Sofia Chaqiri, Senior Client Partner for the public sector at Skillcast, believes organisations need to rethink how they teach cybersecurity.
She said, “Cyber attacks are getting more sophisticated and widespread and the public sector is a key target because of the amount of data organisations hold, and the potential disruption to vital services in sectors like healthcare and transport.
“The government signalled its determination to tackle the threat of cyber attacks in the public sector at the start of the year with the launch of its Cyber Action Plan.”
Speaking about the survey, Chaqiri said, “Our data suggests that while most people are confident they could spot a phishing email, and generally follow good practices, there are clear gaps in training.
“The fact that some people haven’t received effective training for at least 12 months is particularly worrying. They may understand the risks in theory, but it’s easy to let your guard down when you’re working quickly, or at home casually scrolling through social media on a work device.”

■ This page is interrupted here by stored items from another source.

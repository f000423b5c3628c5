//! Changelog types

use chrono::{DateTime, Utc};
use prlog_core::{PullRequest, RepoId};
use serde::Serialize;

/// A pull request annotated with its classification
#[derive(Debug, Clone, PartialEq, Eq, Serialize)]
pub struct ClassifiedPullRequest {
    /// The pull request as fetched
    #[serde(flatten)]
    pub pull_request: PullRequest,
    /// First label on the pull request that is in the valid-label table
    pub label: Option<String>,
    /// Group label of the first title matcher that matched
    pub matcher: Option<String>,
    /// Whether any title matcher matched, labelled or not
    pub title_matched: bool,
}

impl ClassifiedPullRequest {
    /// Whether the pull request qualifies for a filtered changelog
    pub fn is_matched(&self) -> bool {
        self.label.is_some() || self.title_matched
    }
}

/// A changelog section
#[derive(Debug, Clone, PartialEq, Eq, Serialize)]
pub struct Group {
    /// Section heading; `None` for the ungrouped bucket
    pub name: Option<String>,
    /// Pull requests, most recently merged first
    pub pull_requests: Vec<ClassifiedPullRequest>,
}

impl Group {
    /// Create a named group
    pub fn named(name: impl Into<String>, pull_requests: Vec<ClassifiedPullRequest>) -> Self {
        Self {
            name: Some(name.into()),
            pull_requests,
        }
    }

    /// Create the anonymous group
    pub fn anonymous(pull_requests: Vec<ClassifiedPullRequest>) -> Self {
        Self {
            name: None,
            pull_requests,
        }
    }

    /// Check if group is empty
    pub fn is_empty(&self) -> bool {
        self.pull_requests.is_empty()
    }

    /// Sort pull requests by merge time, newest first
    pub(crate) fn sort_by_merge_time(&mut self) {
        self.pull_requests
            .sort_by(|a, b| b.pull_request.merged_at.cmp(&a.pull_request.merged_at));
    }
}

/// A changelog section for one release
#[derive(Debug, Clone, Serialize)]
pub struct ChangelogEntry {
    /// Version string; `None` for an unreleased section
    pub version: Option<String>,
    /// Release date
    pub date: DateTime<Utc>,
    /// Repository the pull requests belong to
    pub repo: RepoId,
    /// Ordered groups
    pub groups: Vec<Group>,
}

impl ChangelogEntry {
    /// Number of pull requests across all groups
    pub fn pull_request_count(&self) -> usize {
        self.groups.iter().map(|g| g.pull_requests.len()).sum()
    }

    /// Check if entry has any content
    pub fn is_empty(&self) -> bool {
        self.groups.iter().all(Group::is_empty)
    }
}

Chaqiri also believes training sessions need to feel more realistic, and she said, “Compliance training has to evolve beyond one off, yearly or generic sessions that don’t reflect the reality public sector workers are facing today. Just because it’s serious doesn’t mean it has to be dry. Quizzes, phishing simulations, and instant feedback are more engaging and help people stay up to date.
“Personalised training is also valuable because risks vary according to an individual’s role. Someone on the front line in admin or customer service may see different challenges to line managers, so sessions should be relevant and matched to their capabilities.”

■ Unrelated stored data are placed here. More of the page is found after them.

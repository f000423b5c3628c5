//! Changelog command

use std::path::{Path, PathBuf};
use std::sync::Arc;

use anyhow::Context;
use clap::Args;
use tracing::{debug, info, warn};

use prlog_changelog::{
    ChangelogGenerator, ChangelogOptions, JsonFormatter, MarkdownFormatter, SystemClock,
};
use prlog_core::config::{
    load_config_or_default, validate_config, Config, TitleMatcherConfig, ValidLabelEntry,
};
use prlog_core::{validate_version, RepoId};
use prlog_git::GitRepo;
use prlog_github::{fetch_pull_requests, GitHubClient};

use crate::cli::output;
use crate::cli::{Cli, OutputFormat};

/// Generate a changelog section from the pull requests merged since the last tag
#[derive(Debug, Args)]
pub struct ChangelogCommand {
    /// Version of the release; omitted for an unreleased section
    #[arg(long, value_name = "SEMVER")]
    pub target_version: Option<String>,

    /// Skip the clean working tree and up-to-date branch checks
    #[arg(long)]
    pub sloppy: bool,

    /// Render each pull request's description
    #[arg(long)]
    pub include_pr_description: bool,

    /// Title pattern replacing the configured matchers; repeat for several
    #[arg(long, value_name = "REGEX")]
    pub pr_title_matcher: Vec<String>,

    /// Use no title matchers; with `--valid-labels ""` every pull request is kept
    #[arg(long, conflicts_with = "pr_title_matcher")]
    pub no_pr_title_matchers: bool,

    /// Only `<PREFIX>@x.y.z` tags mark the previous release
    #[arg(long, value_name = "PREFIX")]
    pub tag_prefix: Option<String>,

    /// strftime format for the release date
    #[arg(long, value_name = "FORMAT")]
    pub date_format: Option<String>,

    /// Comma-separated label keys, highest priority first
    #[arg(long, value_name = "LABELS", value_delimiter = ',')]
    pub valid_labels: Option<Vec<String>>,

    /// Changelog file to prepend to
    #[arg(long, value_name = "PATH")]
    pub output_file: Option<PathBuf>,

    /// Drop pull requests merged before this date (YYYY-MM-DD or RFC 3339)
    #[arg(long, value_name = "DATE")]
    pub only_since: Option<String>,

    /// Group pull requests by label
    #[arg(long, value_name = "BOOL", num_args = 0..=1, require_equals = true, default_missing_value = "true")]
    pub group_by_labels: Option<bool>,

    /// Group pull requests by title matcher
    #[arg(long, value_name = "BOOL", num_args = 0..=1, require_equals = true, default_missing_value = "true")]
    pub group_by_matchers: Option<bool>,

    /// Print the changelog instead of writing the output file
    #[arg(long, conflicts_with = "no_output")]
    pub output_to_stdout: bool,

    /// Generate the changelog but write it nowhere
    #[arg(long)]
    pub no_output: bool,

    /// Comma-separated pull request numbers to leave out
    #[arg(long, value_name = "IDS", value_delimiter = ',')]
    pub exclude_prs: Vec<u64>,

    /// Leave out pull requests whose title matches
    #[arg(long, value_name = "REGEX")]
    pub exclude_pattern: Option<String>,
}

impl ChangelogCommand {
    /// Execute the changelog command
    pub fn execute(&self, cli: &Cli) -> anyhow::Result<()> {
        info!(version = ?self.target_version, sloppy = self.sloppy, "executing changelog command");
        let cwd = std::env::current_dir()?;

        let (mut config, config_path) = load_config_or_default(&cwd)?;
        if let Some(path) = &config_path {
            debug!(path = %path.display(), "loaded configuration");
        }
        self.apply_overrides(&mut config);
        validate_config(&config)?;
        let options = ChangelogOptions::resolve(&config.changelog)?;

        let version = self
            .target_version
            .as_deref()
            .map(validate_version)
            .transpose()
            .context("invalid --target-version")?
            .map(|v| v.to_string());

        let repo = GitRepo::discover(&cwd)?;
        if config.sloppy {
            warn!("sloppy mode, skipping local state checks");
        } else {
            repo.ensure_clean_local_state(&config.git.remote, &config.git.branch)?;
        }

        let remote_url = repo.remote_url(&config.git.remote)?;
        let repo_id = RepoId::from_remote_url_on_host(&remote_url, &config.github.web_host()?)?;

        let latest_tag = repo.find_latest_tag(config.git.tag_prefix.as_deref())?;
        let merges = repo.merged_pull_requests(latest_tag.as_ref().map(|t| t.name.as_str()))?;
        let ids: Vec<u64> = merges.iter().map(|m| m.pull_request).collect();
        info!(
            repo = %repo_id,
            tag = ?latest_tag.as_ref().map(|t| &t.name),
            count = ids.len(),
            "found merged pull requests"
        );

        if ids.is_empty() {
            if !cli.quiet {
                output::warning("No pull requests merged since the last release.");
            }
            return Ok(());
        }

        let client = Arc::new(GitHubClient::from_config(&config.github)?);
        let runtime = tokio::runtime::Runtime::new()?;
        let pull_requests = runtime
            .block_on(fetch_pull_requests(
                client,
                &repo_id,
                &ids,
                config.github.concurrency,
            ))
            .with_context(|| format!("failed to fetch pull requests from {}", repo_id))?;

        let clock = SystemClock;
        let generator = ChangelogGenerator::new(options);

        if cli.format == OutputFormat::Json {
            let generator = generator.with_formatter(JsonFormatter);
            let json = generator.generate(version.as_deref(), &pull_requests, &repo_id, &clock);
            if !self.no_output {
                print!("{}", json);
            }
            return Ok(());
        }

        let generator =
            generator.with_formatter(MarkdownFormatter::new().with_web_url(&config.github.web_url));
        let changelog = collapse_trailing_blank_line(generator.generate(
            version.as_deref(),
            &pull_requests,
            &repo_id,
            &clock,
        ));

        if self.no_output {
            debug!("--no-output set, discarding changelog");
        } else if self.output_to_stdout {
            print!("{}", changelog);
        } else {
            let output_path = cwd.join(&config.changelog.output_file);
            prepend_to_file(&output_path, &changelog)?;

            if !cli.quiet {
                output::success(&format!(
                    "Changelog written to {}",
                    output::path_style().apply_to(output_path.display())
                ));
            }
        }

        Ok(())
    }

    /// Apply command-line flags on top of the loaded configuration
    fn apply_overrides(&self, config: &mut Config) {
        let changelog = &mut config.changelog;

        if let Some(format) = &self.date_format {
            changelog.date_format = Some(format.clone());
        }
        if let Some(labels) = &self.valid_labels {
            changelog.valid_labels = Some(
                labels
                    .iter()
                    .map(|l| l.trim())
                    .filter(|l| !l.is_empty())
                    .map(|l| ValidLabelEntry::Key(l.to_string()))
                    .collect(),
            );
        }
        if self.no_pr_title_matchers {
            changelog.pr_title_matcher = Some(Vec::new());
        } else if !self.pr_title_matcher.is_empty() {
            changelog.pr_title_matcher = Some(
                self.pr_title_matcher
                    .iter()
                    .map(|p| TitleMatcherConfig::Pattern(p.clone()))
                    .collect(),
            );
        }
        if self.include_pr_description {
            changelog.include_pr_body = true;
        }
        if let Some(path) = &self.output_file {
            changelog.output_file = path.clone();
        }
        if let Some(since) = &self.only_since {
            changelog.only_since = Some(since.clone());
        }
        if let Some(value) = self.group_by_labels {
            changelog.group_by_labels = value;
        }
        if let Some(value) = self.group_by_matchers {
            changelog.group_by_matchers = value;
        }
        for id in &self.exclude_prs {
            if !changelog.exclude_prs.contains(id) {
                changelog.exclude_prs.push(*id);
            }
        }
        if let Some(pattern) = &self.exclude_pattern {
            changelog.exclude_pattern = Some(pattern.clone());
        }
        if let Some(prefix) = &self.tag_prefix {
            config.git.tag_prefix = Some(prefix.clone());
        }
        if self.sloppy {
            config.sloppy = true;
        }
    }
}

/// Reduce a trailing blank line to a single newline
fn collapse_trailing_blank_line(mut changelog: String) -> String {
    if changelog.ends_with("\n\n") {
        changelog.pop();
    }
    changelog
}

/// Write `changelog` above the existing content, separated by a blank line
fn prepend_to_file(path: &Path, changelog: &str) -> anyhow::Result<()> {
    let existing = if path.exists() {
        std::fs::read_to_string(path)
            .with_context(|| format!("failed to read {}", path.display()))?
    } else {
        String::new()
    };

    let combined = if existing.trim().is_empty() {
        changelog.to_string()
    } else {
        format!("{}\n{}", changelog, existing)
    };

    std::fs::write(path, combined).with_context(|| format!("failed to write {}", path.display()))?;
    debug!(path = %path.display(), "changelog prepended");
    Ok(())
}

Can One Person Make All The Difference?
Dr John Kingston, Senior Lecturer in Cyber Security at Nottingham Trent University and a contributor to the report, believes people are still one of the biggest targets.

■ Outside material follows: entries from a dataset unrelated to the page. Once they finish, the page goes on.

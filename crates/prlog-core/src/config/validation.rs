//! Configuration validation
//!
//! Everything that can be wrong with a configuration is detected here, before
//! any pull request is looked at.

use chrono::format::{Item, StrftimeItems};
use chrono::{DateTime, NaiveDate, Utc};
use regex::{Regex, RegexBuilder};
use tracing::debug;

use crate::error::ConfigError;

use super::types::{ChangelogConfig, Config};

/// Validate configuration
pub fn validate_config(config: &Config) -> Result<(), ConfigError> {
    debug!("validating configuration");
    validate_changelog(&config.changelog)?;
    validate_git(config)?;
    validate_github(config)?;
    debug!("configuration validation passed");
    Ok(())
}

/// Compile a title pattern.
///
/// Without `flags` the pattern is case-insensitive. An explicit flag string is
/// applied verbatim, so `Some("")` yields a case-sensitive pattern.
pub fn compile_pattern(
    field: &str,
    pattern: &str,
    flags: Option<&str>,
) -> Result<Regex, ConfigError> {
    let mut builder = RegexBuilder::new(pattern);

    match flags {
        None => {
            builder.case_insensitive(true);
        }
        Some(flags) => {
            for flag in flags.chars() {
                match flag {
                    'i' => {
                        builder.case_insensitive(true);
                    }
                    'm' => {
                        builder.multi_line(true);
                    }
                    's' => {
                        builder.dot_matches_new_line(true);
                    }
                    'x' => {
                        builder.ignore_whitespace(true);
                    }
                    // no meaning for a single is_match test
                    'g' | 'u' | 'y' => {}
                    other => {
                        return Err(ConfigError::InvalidPattern {
                            field: field.to_string(),
                            pattern: pattern.to_string(),
                            message: format!("unsupported flag '{}'", other),
                        });
                    }
                }
            }
        }
    }

    builder.build().map_err(|e| ConfigError::InvalidPattern {
        field: field.to_string(),
        pattern: pattern.to_string(),
        message: e.to_string(),
    })
}

/// Parse an "only since" cutoff: `YYYY-MM-DD` (midnight UTC) or RFC 3339
pub fn parse_only_since(value: &str) -> Result<DateTime<Utc>, ConfigError> {
    let value = value.trim();

    if let Ok(date) = NaiveDate::parse_from_str(value, "%Y-%m-%d") {
        if let Some(midnight) = date.and_hms_opt(0, 0, 0) {
            return Ok(midnight.and_utc());
        }
    }

    DateTime::parse_from_rfc3339(value)
        .map(|dt| dt.with_timezone(&Utc))
        .map_err(|_| ConfigError::InvalidDate(value.to_string()))
}

/// Check that a strftime format string only contains known specifiers
pub fn validate_date_format(format: &str) -> Result<(), ConfigError> {
    if format.is_empty() || StrftimeItems::new(format).any(|item| matches!(item, Item::Error)) {
        return Err(ConfigError::invalid(
            "changelog.date_format",
            format!("'{}' is not a valid date format", format),
        ));
    }
    Ok(())
}

fn validate_changelog(config: &ChangelogConfig) -> Result<(), ConfigError> {
    validate_date_format(config.date_format())?;

    if let Some(labels) = &config.valid_labels {
        for (i, entry) in labels.iter().enumerate() {
            if entry.key().trim().is_empty() {
                return Err(ConfigError::invalid(
                    format!("changelog.valid_labels[{}]", i),
                    "label cannot be empty",
                ));
            }
            if labels[..i].iter().any(|other| other.key() == entry.key()) {
                return Err(ConfigError::invalid(
                    format!("changelog.valid_labels[{}]", i),
                    format!("duplicate label '{}'", entry.key()),
                ));
            }
        }
    }

    if let Some(matchers) = &config.pr_title_matcher {
        debug!(count = matchers.len(), "validating title matchers");
        for (i, matcher) in matchers.iter().enumerate() {
            compile_pattern(
                &format!("changelog.pr_title_matcher[{}]", i),
                matcher.pattern(),
                matcher.flags(),
            )?;
        }
    }

    if let Some(pattern) = &config.exclude_pattern {
        compile_pattern("changelog.exclude_pattern", pattern, None)?;
    }

    if let Some(since) = &config.only_since {
        parse_only_since(since)?;
    }

    Ok(())
}

fn validate_git(config: &Config) -> Result<(), ConfigError> {
    if config.git.remote.is_empty() {
        return Err(ConfigError::invalid("git.remote", "remote cannot be empty"));
    }

    if config.git.branch.is_empty() {
        return Err(ConfigError::invalid("git.branch", "branch cannot be empty"));
    }

    if let Some(prefix) = &config.git.tag_prefix {
        if prefix.is_empty() || prefix.ends_with('@') {
            return Err(ConfigError::invalid(
                "git.tag_prefix",
                "must be the tool name, without the trailing '@'",
            ));
        }
    }

    Ok(())
}

fn validate_github(config: &Config) -> Result<(), ConfigError> {
    if config.github.concurrency == 0 {
        return Err(ConfigError::invalid(
            "github.concurrency",
            "must be at least 1",
        ));
    }

    if config.github.api_url.is_empty() {
        return Err(ConfigError::invalid("github.api_url", "cannot be empty"));
    }

    config.github.web_host()?;

    Ok(())
}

He said, “People who spend a lot of time online are increasingly aware of cyber risks, sometimes through direct experience. The difficulty for organisations is that it only takes one or two employees who lack that awareness, or don’t care enough about their organisation’s policies, for attackers to break in.”
Kingston also believes AI has made phishing much harder to recognise. He said, “Absolutely. Particularly as AI tools have become more powerful and simple to use. AI has also made it much easier to produce phishing attacks that appear highly credible, with attackers now personalising their output to their potential victims. Unfortunately many of the barriers to this kind of social engineering now no longer exist. Attackers don’t need a lot of technical knowledge or manpower to attempt cyber attacks at scale.”
When asked how organisations should respond, Kingston kept returning to education. He said, “Education takes time to be fully effective, so attackers can often outflank organisations that are trying to protect themselves. But that only reinforces how important it is to train staff properly. Organisations cannot afford to stand still. Technology and cyber threats are evolving too quickly for that.
“Delivering regular and in depth training that reflects real life scenarios is the best way for organisations to stay agile. Cybersecurity has to be made an ongoing and high priority concern from top to bottom, not to stoke fear, but to build a healthy and rational vigilance among staff.”